In many of the posts I’ve read, certain things keep being mentioned with trying to optimize performance for the iPhone. With everything I’ve been reading, I’m still not 100% on understanding exactly how to do what I’m doing differently.
An example being, I’m currently using one 128x128 texture on a plane per character passing by on the screen. Based on what I’ve been reading, I should use instead one big texture and somehow still chop up the plane per character??? I don’t really understand UV mapping, and since it’s just a 2D game I’m making I was hoping to avoid it…
I wouldn’t worry too much, it simple sounds like you’ve misread something.
You’ll draw your characters on indvidual planes as you’re doing (or quads, say…don’t use Unity planes).

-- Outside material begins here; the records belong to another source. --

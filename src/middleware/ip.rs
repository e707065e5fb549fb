//! 클라이언트 IP 판별과 CIDR 범위 검사

use std::fmt;
use std::net::IpAddr;
use std::str::FromStr;

use hyper::Request;

use super::handler::ConnectionInfo;
use crate::dynamic::IpStrategyConfig;

pub const X_FORWARDED_FOR: &str = "x-forwarded-for";

#[derive(Debug, Clone, PartialEq, Eq, thiserror::Error)]
#[error("invalid IP range {0:?}")]
pub struct InvalidRange(pub String);

/// CIDR 범위. 접두사 길이가 없으면 단일 주소로 취급합니다.
#[derive(Debug, Clone, Copy, PartialEq, Eq)]
pub struct IpRange {
    network: IpAddr,
    prefix: u8,
}

impl IpRange {
    pub fn contains(&self, ip: IpAddr) -> bool {
        match (self.network, normalize(ip)) {
            (IpAddr::V4(net), IpAddr::V4(ip)) => {
                mask_eq(u32::from(net) as u128, u32::from(ip) as u128, self.prefix, 32)
            }
            (IpAddr::V6(net), IpAddr::V6(ip)) => {
                mask_eq(u128::from(net), u128::from(ip), self.prefix, 128)
            }
            _ => false,
        }
    }
}

fn mask_eq(a: u128, b: u128, prefix: u8, bits: u8) -> bool {
    if prefix == 0 {
        return true;
    }
    let shift = u32::from(bits - prefix);
    (a >> shift) == (b >> shift)
}

/// IPv4-mapped IPv6 주소는 IPv4로 봅니다.
fn normalize(ip: IpAddr) -> IpAddr {
    match ip {
        IpAddr::V6(v6) => v6.to_ipv4_mapped().map(IpAddr::V4).unwrap_or(ip),
        v4 => v4,
    }
}

impl FromStr for IpRange {
    type Err = InvalidRange;

    fn from_str(s: &str) -> Result<Self, Self::Err> {
        let invalid = || InvalidRange(s.to_string());
        let s = s.trim();
        let (addr, prefix) = match s.split_once('/') {
            Some((addr, prefix)) => (addr, Some(prefix)),
            None => (s, None),
        };

        let network = normalize(addr.parse::<IpAddr>().map_err(|_| invalid())?);
        let max = if network.is_ipv4() { 32 } else { 128 };
        let prefix = match prefix {
            Some(p) => p.parse::<u8>().map_err(|_| invalid())?,
            None => max,
        };
        if prefix > max {
            return Err(invalid());
        }
        Ok(Self { network, prefix })
    }
}

impl fmt::Display for IpRange {
    fn fmt(&self, f: &mut fmt::Formatter<'_>) -> fmt::Result {
        write!(f, "{}/{}", self.network, self.prefix)
    }
}

/// 허용 범위 목록
#[derive(Debug, Clone, Default)]
pub struct IpChecker {
    ranges: Vec<IpRange>,
}

impl IpChecker {
    pub fn new<S: AsRef<str>>(ranges: &[S]) -> Result<Self, InvalidRange> {
        let ranges = ranges
            .iter()
            .map(|r| r.as_ref().parse())
            .collect::<Result<Vec<_>, _>>()?;
        Ok(Self { ranges })
    }

    pub fn is_empty(&self) -> bool {
        self.ranges.is_empty()
    }

    pub fn contains(&self, ip: IpAddr) -> bool {
        self.ranges.iter().any(|range| range.contains(ip))
    }

    /// 문자열 주소를 검사합니다. 포트가 붙어 있어도 됩니다.
    pub fn contains_str(&self, addr: &str) -> bool {
        parse_host(addr).is_some_and(|ip| self.contains(ip))
    }
}

/// `1.2.3.4`, `1.2.3.4:80`, `[::1]:80`, `::1`을 모두 받습니다.
pub fn parse_host(addr: &str) -> Option<IpAddr> {
    let addr = addr.trim();
    if let Ok(ip) = addr.parse::<IpAddr>() {
        return Some(ip);
    }
    if let Some(rest) = addr.strip_prefix('[') {
        return rest.split_once(']')?.0.parse().ok();
    }
    addr.rsplit_once(':')?.0.parse().ok()
}

/// 클라이언트 IP 선택 전략
#[derive(Debug, Clone)]
pub enum IpStrategy {
    /// 연결의 원격 주소
    RemoteAddr,
    /// X-Forwarded-For의 오른쪽에서 depth번째 값
    Depth(usize),
    /// X-Forwarded-For를 오른쪽부터 보면서 제외 범위에 없는 첫 값
    Excluded(IpChecker),
}

impl IpStrategy {
    pub fn from_config(config: Option<&IpStrategyConfig>) -> Result<Self, InvalidRange> {
        match config {
            Some(c) if c.depth > 0 => Ok(IpStrategy::Depth(c.depth)),
            Some(c) if !c.excluded_ips.is_empty() => {
                Ok(IpStrategy::Excluded(IpChecker::new(&c.excluded_ips)?))
            }
            _ => Ok(IpStrategy::RemoteAddr),
        }
    }

    /// 판별한 클라이언트 IP 문자열. 찾지 못하면 빈 문자열입니다.
    pub fn client_ip<B>(&self, req: &Request<B>) -> String {
        match self {
            IpStrategy::RemoteAddr => ConnectionInfo::from_request(req)
                .map(|info| info.remote_addr.ip().to_string())
                .unwrap_or_default(),
            IpStrategy::Depth(depth) => {
                let hops = forwarded_for(req);
                if *depth > hops.len() {
                    return String::new();
                }
                hops[hops.len() - depth].clone()
            }
            IpStrategy::Excluded(excluded) => forwarded_for(req)
                .into_iter()
                .rev()
                .find(|hop| !excluded.contains_str(hop))
                .unwrap_or_default(),
        }
    }
}

fn forwarded_for<B>(req: &Request<B>) -> Vec<String> {
    req.headers()
        .get_all(X_FORWARDED_FOR)
        .iter()
        .filter_map(|v| v.to_str().ok())
        .flat_map(|v| v.split(','))
        .map(|hop| hop.trim().to_string())
        .filter(|hop| !hop.is_empty())
        .collect()
}
//! 공급자 한정 이름 (`name@provider`)

const SEPARATOR: char = '@';

pub fn make_qualified_name(provider: &str, name: &str) -> String {
    format!("{}{}{}", name, SEPARATOR, provider)
}

pub fn is_qualified(name: &str) -> bool {
    name.contains(SEPARATOR)
}

/// 이미 한정된 이름이거나 공급자가 없으면 그대로 반환합니다.
pub fn qualified_name(provider: Option<&str>, name: &str) -> String {
    match provider {
        Some(provider) if !is_qualified(name) => make_qualified_name(provider, name),
        _ => name.to_string(),
    }
}

/// 한정된 이름의 공급자 부분
pub fn provider_of(name: &str) -> Option<&str> {
    name.split_once(SEPARATOR).map(|(_, provider)| provider)
}

#[cfg(test)]
mod tests {
    use super::*;

    #[test]
    fn test_qualified_name() {
        assert_eq!(qualified_name(Some("file"), "auth"), "auth@file");
        assert_eq!(qualified_name(Some("file"), "auth@docker"), "auth@docker");
        assert_eq!(qualified_name(None, "auth"), "auth");
    }

    #[test]
    fn test_provider_of() {
        assert_eq!(provider_of("auth@docker"), Some("docker"));
        assert_eq!(provider_of("auth"), None);
    }
}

What you’ve read is that you should try and cram as many of your textures (or frames of 2D character animation say) into a single image, often called a Texture Atlas, which will look similar to old school Sprite Sheets.
Oops hit submit too early.
You can apply the texture area of each character’s animation frame to your quad by setting the UV’s, which are analogous to X and Y co-ordinates. The major difference being that they are a range of between 0.0 and 1.0 (so 512 pixels across on a 1024 wide image is 0.5).

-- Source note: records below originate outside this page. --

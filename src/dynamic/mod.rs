//! 동적 구성: 공급자가 보내는 라우터/서비스/미들웨어 정의

pub mod aggregator;
pub mod file;
pub mod middleware;
pub mod provider;

use std::collections::HashMap;

use async_trait::async_trait;
use serde::{Deserialize, Serialize};
use tokio::sync::mpsc;

pub use aggregator::merge;
pub use file::FileProvider;
pub use middleware::*;

/// 한 공급자의 전체 구성
#[derive(Debug, Clone, Default, PartialEq, Deserialize, Serialize)]
#[serde(deny_unknown_fields)]
pub struct Configuration {
    #[serde(default)]
    pub http: HttpConfiguration,
}

#[derive(Debug, Clone, Default, PartialEq, Deserialize, Serialize)]
#[serde(rename_all = "camelCase", deny_unknown_fields)]
pub struct HttpConfiguration {
    #[serde(default)]
    pub routers: HashMap<String, RouterConfig>,
    #[serde(default)]
    pub services: HashMap<String, ServiceConfig>,
    #[serde(default)]
    pub middlewares: HashMap<String, Middleware>,
}

#[derive(Debug, Clone, Default, PartialEq, Eq, Deserialize, Serialize)]
#[serde(rename_all = "camelCase", deny_unknown_fields)]
pub struct RouterConfig {
    /// 비어 있으면 기본 엔트리포인트에 연결됩니다.
    #[serde(default)]
    pub entry_points: Vec<String>,
    pub host: Option<String>,
    /// 정확히 일치(`/api`), 접두사(`/api*`), 정규식(`^/api/v[0-9]+`)
    pub path: Option<String>,
    pub service: String,
    #[serde(default)]
    pub middlewares: Vec<String>,
    #[serde(default)]
    pub priority: i32,
}

#[derive(Debug, Clone, Default, PartialEq, Eq, Deserialize, Serialize)]
#[serde(rename_all = "camelCase", deny_unknown_fields)]
pub struct ServiceConfig {
    /// 백엔드 주소. 없으면 모든 요청에 503으로 응답합니다.
    pub url: Option<String>,
}

/// 한 종류로 변환된 미들웨어 구성 (변환 실패도 그대로 보관)
pub type MiddlewareTable = HashMap<String, Result<MiddlewareConfig, KindError>>;

/// 모든 공급자를 합친, 한정된 이름 기준의 런타임 구성
#[derive(Debug, Clone, Default)]
pub struct RuntimeConfiguration {
    pub routers: HashMap<String, RouterConfig>,
    pub services: HashMap<String, ServiceConfig>,
    pub middlewares: MiddlewareTable,
}

/// 공급자가 보내는 구성 갱신
#[derive(Debug, Clone, PartialEq)]
pub struct ConfigMessage {
    pub provider_name: String,
    pub configuration: Configuration,
}

#[derive(Debug, thiserror::Error)]
pub enum ProviderError {
    #[error("구성 파일 읽기 실패: {0}")]
    Io(#[from] std::io::Error),

    #[error("구성 파일 파싱 실패: {0}")]
    Parse(#[from] toml::de::Error),

    #[error("파일 감시 실패: {0}")]
    Watch(#[from] notify::Error),

    #[error("구성 채널이 닫혔습니다")]
    ChannelClosed,
}

/// 동적 구성 공급자
#[async_trait]
pub trait Provider: Send + Sync {
    fn name(&self) -> &str;

    /// 초기 구성을 보내고, 필요하면 이후 변경 사항을 계속 보냅니다.
    async fn provide(&self, tx: mpsc::Sender<ConfigMessage>) -> Result<(), ProviderError>;
}
//! 회로 차단 조건식
//!
//! ```text
//! NetworkErrorRatio() > 0.5
//! ResponseCodeRatio(500, 600, 0, 600) > 0.25 || LatencyAtQuantileMS(50.0) > 100
//! ```

use std::fmt;

use super::metrics::Snapshot;

#[derive(Debug, Clone, PartialEq, thiserror::Error)]
pub enum ExpressionError {
    #[error("empty expression")]
    Empty,

    #[error("unexpected {found} at position {position}")]
    Unexpected { found: String, position: usize },

    #[error("unknown function {0:?}")]
    UnknownFunction(String),

    #[error("{function} expects {expected} argument(s), got {got}")]
    Arity {
        function: &'static str,
        expected: usize,
        got: usize,
    },

    #[error("invalid argument for {function}: {message}")]
    Argument {
        function: &'static str,
        message: String,
    },
}

#[derive(Debug, Clone, Copy, PartialEq)]
pub enum Metric {
    NetworkErrorRatio,
    /// `[from, to)` 구간 응답 수 / `[dividend_from, dividend_to)` 구간 응답 수
    ResponseCodeRatio {
        from: u16,
        to: u16,
        dividend_from: u16,
        dividend_to: u16,
    },
    LatencyAtQuantileMs(f64),
}

impl Metric {
    fn value(&self, snapshot: &Snapshot) -> f64 {
        match *self {
            Metric::NetworkErrorRatio => snapshot.network_error_ratio(),
            Metric::ResponseCodeRatio {
                from,
                to,
                dividend_from,
                dividend_to,
            } => snapshot.response_code_ratio(from, to, dividend_from, dividend_to),
            Metric::LatencyAtQuantileMs(q) => snapshot.latency_at_quantile_ms(q),
        }
    }
}

#[derive(Debug, Clone, Copy, PartialEq, Eq)]
pub enum CompareOp {
    Gt,
    Ge,
    Lt,
    Le,
    Eq,
    Ne,
}

impl CompareOp {
    fn apply(self, left: f64, right: f64) -> bool {
        match self {
            CompareOp::Gt => left > right,
            CompareOp::Ge => left >= right,
            CompareOp::Lt => left < right,
            CompareOp::Le => left <= right,
            CompareOp::Eq => left == right,
            CompareOp::Ne => left != right,
        }
    }
}

#[derive(Debug, Clone, PartialEq)]
pub enum Expression {
    Compare {
        metric: Metric,
        op: CompareOp,
        threshold: f64,
    },
    And(Box<Expression>, Box<Expression>),
    Or(Box<Expression>, Box<Expression>),
}

impl Expression {
    pub fn parse(input: &str) -> Result<Self, ExpressionError> {
        let tokens = tokenize(input)?;
        if tokens.is_empty() {
            return Err(ExpressionError::Empty);
        }
        let mut parser = Parser { tokens, pos: 0 };
        let expr = parser.or()?;
        match parser.peek() {
            None => Ok(expr),
            Some(token) => Err(parser.unexpected(token.clone())),
        }
    }

    pub fn evaluate(&self, snapshot: &Snapshot) -> bool {
        match self {
            Expression::Compare {
                metric,
                op,
                threshold,
            } => op.apply(metric.value(snapshot), *threshold),
            Expression::And(a, b) => a.evaluate(snapshot) && b.evaluate(snapshot),
            Expression::Or(a, b) => a.evaluate(snapshot) || b.evaluate(snapshot),
        }
    }
}

#[derive(Debug, Clone, PartialEq)]
enum Token {
    Ident(String),
    Number(f64),
    LParen,
    RParen,
    Comma,
    And,
    Or,
    Op(CompareOp),
}

impl fmt::Display for Token {
    fn fmt(&self, f: &mut fmt::Formatter<'_>) -> fmt::Result {
        match self {
            Token::Ident(name) => write!(f, "identifier {:?}", name),
            Token::Number(n) => write!(f, "number {}", n),
            Token::LParen => f.write_str("'('"),
            Token::RParen => f.write_str("')'"),
            Token::Comma => f.write_str("','"),
            Token::And => f.write_str("'&&'"),
            Token::Or => f.write_str("'||'"),
            Token::Op(op) => write!(f, "operator {:?}", op),
        }
    }
}

fn tokenize(input: &str) -> Result<Vec<(Token, usize)>, ExpressionError> {
    let bytes = input.as_bytes();
    let mut tokens = Vec::new();
    let mut i = 0;

    while i < bytes.len() {
        let c = bytes[i];
        let start = i;
        let two = |next: u8| bytes.get(i + 1) == Some(&next);

        let token = match c {
            b' ' | b'\t' | b'\n' | b'\r' => {
                i += 1;
                continue;
            }
            b'(' => Token::LParen,
            b')' => Token::RParen,
            b',' => Token::Comma,
            b'&' if two(b'&') => Token::And,
            b'|' if two(b'|') => Token::Or,
            b'>' if two(b'=') => Token::Op(CompareOp::Ge),
            b'<' if two(b'=') => Token::Op(CompareOp::Le),
            b'=' if two(b'=') => Token::Op(CompareOp::Eq),
            b'!' if two(b'=') => Token::Op(CompareOp::Ne),
            b'>' => Token::Op(CompareOp::Gt),
            b'<' => Token::Op(CompareOp::Lt),
            b'0'..=b'9' | b'.' | b'-' => {
                i += 1;
                while i < bytes.len() && (bytes[i].is_ascii_digit() || bytes[i] == b'.') {
                    i += 1;
                }
                let text = &input[start..i];
                let number = text.parse().map_err(|_| ExpressionError::Unexpected {
                    found: text.to_string(),
                    position: start,
                })?;
                tokens.push((Token::Number(number), start));
                continue;
            }
            c if c.is_ascii_alphabetic() => {
                while i < bytes.len() && bytes[i].is_ascii_alphanumeric() {
                    i += 1;
                }
                tokens.push((Token::Ident(input[start..i].to_string()), start));
                continue;
            }
            _ => {
                return Err(ExpressionError::Unexpected {
                    found: input[start..].chars().next().map(String::from).unwrap_or_default(),
                    position: start,
                })
            }
        };

        i += match token {
            Token::And | Token::Or => 2,
            Token::Op(CompareOp::Ge | CompareOp::Le | CompareOp::Eq | CompareOp::Ne) => 2,
            _ => 1,
        };
        tokens.push((token, start));
    }

    Ok(tokens)
}

struct Parser {
    tokens: Vec<(Token, usize)>,
    pos: usize,
}

impl Parser {
    fn peek(&self) -> Option<&Token> {
        self.tokens.get(self.pos).map(|(t, _)| t)
    }

    fn position(&self) -> usize {
        self.tokens
            .get(self.pos)
            .map(|(_, p)| *p)
            .unwrap_or_else(|| self.tokens.last().map(|(_, p)| p + 1).unwrap_or(0))
    }

    fn unexpected(&self, found: Token) -> ExpressionError {
        ExpressionError::Unexpected {
            found: found.to_string(),
            position: self.position(),
        }
    }

    fn end_of_input(&self) -> ExpressionError {
        ExpressionError::Unexpected {
            found: "end of expression".to_string(),
            position: self.position(),
        }
    }

    fn next(&mut self) -> Result<Token, ExpressionError> {
        let token = self.peek().cloned().ok_or_else(|| self.end_of_input())?;
        self.pos += 1;
        Ok(token)
    }

    fn expect(&mut self, expected: Token) -> Result<(), ExpressionError> {
        let token = self.next()?;
        if token != expected {
            self.pos -= 1;
            return Err(self.unexpected(token));
        }
        Ok(())
    }

    fn or(&mut self) -> Result<Expression, ExpressionError> {
        let mut left = self.and()?;
        while self.peek() == Some(&Token::Or) {
            self.pos += 1;
            left = Expression::Or(Box::new(left), Box::new(self.and()?));
        }
        Ok(left)
    }

    fn and(&mut self) -> Result<Expression, ExpressionError> {
        let mut left = self.primary()?;
        while self.peek() == Some(&Token::And) {
            self.pos += 1;
            left = Expression::And(Box::new(left), Box::new(self.primary()?));
        }
        Ok(left)
    }

    fn primary(&mut self) -> Result<Expression, ExpressionError> {
        if self.peek() == Some(&Token::LParen) {
            self.pos += 1;
            let inner = self.or()?;
            self.expect(Token::RParen)?;
            return Ok(inner);
        }

        let metric = self.metric()?;
        let op = match self.next()? {
            Token::Op(op) => op,
            other => {
                self.pos -= 1;
                return Err(self.unexpected(other));
            }
        };
        let threshold = match self.next()? {
            Token::Number(n) => n,
            other => {
                self.pos -= 1;
                return Err(self.unexpected(other));
            }
        };
        Ok(Expression::Compare {
            metric,
            op,
            threshold,
        })
    }

    fn metric(&mut self) -> Result<Metric, ExpressionError> {
        let name = match self.next()? {
            Token::Ident(name) => name,
            other => {
                self.pos -= 1;
                return Err(self.unexpected(other));
            }
        };
        let args = self.arguments()?;

        match name.as_str() {
            "NetworkErrorRatio" => {
                arity("NetworkErrorRatio", 0, &args)?;
                Ok(Metric::NetworkErrorRatio)
            }
            "ResponseCodeRatio" => {
                const NAME: &str = "ResponseCodeRatio";
                arity(NAME, 4, &args)?;
                let code = |v: f64| {
                    if v.fract() == 0.0 && (0.0..=1000.0).contains(&v) {
                        Ok(v as u16)
                    } else {
                        Err(ExpressionError::Argument {
                            function: NAME,
                            message: format!("{} is not a status code", v),
                        })
                    }
                };
                let (from, to) = (code(args[0])?, code(args[1])?);
                let (dividend_from, dividend_to) = (code(args[2])?, code(args[3])?);
                if from >= to || dividend_from >= dividend_to {
                    return Err(ExpressionError::Argument {
                        function: NAME,
                        message: "range start must be lower than range end".to_string(),
                    });
                }
                Ok(Metric::ResponseCodeRatio {
                    from,
                    to,
                    dividend_from,
                    dividend_to,
                })
            }
            "LatencyAtQuantileMS" => {
                arity("LatencyAtQuantileMS", 1, &args)?;
                if !(0.0..=100.0).contains(&args[0]) {
                    return Err(ExpressionError::Argument {
                        function: "LatencyAtQuantileMS",
                        message: format!("quantile {} is outside [0, 100]", args[0]),
                    });
                }
                Ok(Metric::LatencyAtQuantileMs(args[0]))
            }
            _ => Err(ExpressionError::UnknownFunction(name)),
        }
    }

    fn arguments(&mut self) -> Result<Vec<f64>, ExpressionError> {
        self.expect(Token::LParen)?;
        let mut args = Vec::new();
        if self.peek() == Some(&Token::RParen) {
            self.pos += 1;
            return Ok(args);
        }
        loop {
            match self.next()? {
                Token::Number(n) => args.push(n),
                other => {
                    self.pos -= 1;
                    return Err(self.unexpected(other));
                }
            }
            match self.next()? {
                Token::Comma => continue,
                Token::RParen => return Ok(args),
                other => {
                    self.pos -= 1;
                    return Err(self.unexpected(other));
                }
            }
        }
    }
}

fn arity(function: &'static str, expected: usize, args: &[f64]) -> Result<(), ExpressionError> {
    if args.len() != expected {
        return Err(ExpressionError::Arity {
            function,
            expected,
            got: args.len(),
        });
    }
    Ok(())
}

Best bet is to read up in the docs and search the forums, they’re a widely documented aspect of Unity and 3D in general.
currently, my 2d characters aren’t animated… (I was hoping to play with this at a later date) so, if im not animating them, am I’m ok with what i’m doing?.. with the exception of using unity’s planes…
I would recommend giving something like SpriteManager a go. You’ll still need to understand a bit about uv mapping, but almost everything is handled for you.
Sure, although the logic involved is that the more graphics you can fit into a single texture image (they could be anim frames, different characters, UI elements, etc) will improve performance on the iPhone.
Smag’s suggestion to look up SpriteMagager is a good one - it will further increase your performance as it groups all sprites linked to it into a single draw call (there are lots of threads on the importance of this here).
Be aware that an important requirement of SpriteManager is that all of your sprites must reference the same texture image. (You can of course have multiple SpriteManaged gameobjects for different textured sprites).
I spent the day yesterday optimizing everything and squeezing all the characters into the same texture; however i’m still mapping them into their own respective quad. Everything is performing great, thanks for the push.
Also, @Smag@Phil W I looked into the SpriteManager before I started development, but I thought it was a bit much for what I’m creating. At the most I’ll only have about ~5 characters on the screen at the same time and I wanted it to be as high res as possible.
Thanks again everyone, I’m looking forward to reciprocating the help via the forums when I’m proficient.